◆ WHAT TO PRODUCE:
Hunt through the lines below for the string "DateTime" and copy each one that has it.

··········

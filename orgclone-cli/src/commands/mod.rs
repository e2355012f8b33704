//! CLI command implementations

pub mod clone;

pub use clone::CloneArgs;
//! Repository metadata as returned by the organization listing

use chrono::{DateTime, Utc};
use serde::{Deserialize, Serialize};

use crate::{Error, Result};

/// One repository of an organization
#[derive(Debug, Clone, PartialEq, Eq, Deserialize, Serialize)]
pub struct RepositoryDescriptor {
    /// Repository name, unique within the organization
    pub name: String,

    /// HTTPS clone URL
    pub clone_url: String,

    /// SSH clone URL
    pub ssh_url: String,

    /// Whether the repository is a fork
    #[serde(default)]
    pub fork: bool,

    /// Whether the repository is archived
    #[serde(default)]
    pub archived: bool,

    /// Short description, if any
    #[serde(default)]
    pub description: Option<String>,

    /// Last update time reported by the provider
    #[serde(default)]
    pub updated_at: Option<DateTime<Utc>>,
}

impl RepositoryDescriptor {
    /// Create a descriptor with the essential fields only
    pub fn new(
        name: impl Into<String>,
        clone_url: impl Into<String>,
        ssh_url: impl Into<String>,
    ) -> Self {
        Self {
            name: name.into(),
            clone_url: clone_url.into(),
            ssh_url: ssh_url.into(),
            fork: false,
            archived: false,
            description: None,
            updated_at: None,
        }
    }

    /// Mark the descriptor as a fork
    pub fn with_fork(mut self, fork: bool) -> Self {
        self.fork = fork;
        self
    }

    /// Mark the descriptor as archived
    pub fn with_archived(mut self, archived: bool) -> Self {
        self.archived = archived;
        self
    }

    /// URL to hand to `git clone`
    pub fn clone_url_for(&self, use_ssh: bool) -> &str {
        if use_ssh {
            &self.ssh_url
        } else {
            &self.clone_url
        }
    }
}

/// Check that an organization name is safe to use in a URL path and as a directory
pub fn validate_org_name(org: &str) -> Result<()> {
    if org.is_empty() {
        return Err(Error::Config("Organization name must not be empty".to_string()));
    }

    let valid = org
        .chars()
        .all(|c| c.is_ascii_alphanumeric() || matches!(c, '-' | '_' | '.'))
        && org != "."
        && org != "..";

    if !valid {
        return Err(Error::Config(format!(
            "Invalid organization name: '{}'. Expected letters, digits, '-', '_' or '.'",
            org
        )));
    }

    Ok(())
}

#[cfg(test)]
mod tests {
    use super::*;

    #[test]
    fn test_deserialize_api_payload() {
        let json = r#"{
            "id": 1296269,
            "name": "Hello-World",
            "full_name": "octocat/Hello-World",
            "clone_url": "https://github.com/octocat/Hello-World.git",
            "ssh_url": "git@github.com:octocat/Hello-World.git",
            "fork": true,
            "archived": false,
            "description": null,
            "updated_at": "2011-01-26T19:14:43Z"
        }"#;

        let repo: RepositoryDescriptor = serde_json::from_str(json).unwrap();
        assert_eq!(repo.name, "Hello-World");
        assert!(repo.fork);
        assert!(!repo.archived);
        assert!(repo.description.is_none());
        assert_eq!(
            repo.updated_at.unwrap().to_rfc3339(),
            "2011-01-26T19:14:43+00:00"
        );
    }

    #[test]
    fn test_missing_flags_default_to_false() {
        let json = r#"{"name": "r", "clone_url": "https://x/r.git", "ssh_url": "git@x:r.git"}"#;
        let repo: RepositoryDescriptor = serde_json::from_str(json).unwrap();
        assert!(!repo.fork);
        assert!(!repo.archived);
    }

    #[test]
    fn test_clone_url_selection() {
        let repo = RepositoryDescriptor::new(
            "repo1",
            "https://github.com/org/repo1.git",
            "git@github.com:org/repo1.git",
        );
        assert_eq!(repo.clone_url_for(false), "https://github.com/org/repo1.git");
        assert_eq!(repo.clone_url_for(true), "git@github.com:org/repo1.git");
    }

    #[test]
    fn test_validate_org_name() {
        assert!(validate_org_name("rust-lang").is_ok());
        assert!(validate_org_name("my_org.io").is_ok());
        assert!(validate_org_name("").is_err());
        assert!(validate_org_name("..").is_err());
        assert!(validate_org_name("org/../etc").is_err());
        assert!(validate_org_name("org name").is_err());
    }
}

··········

◆ REPLY TO THE EXERCISE:
use chrono::{DateTime, Utc};
    pub updated_at: Option<DateTime<Utc>>,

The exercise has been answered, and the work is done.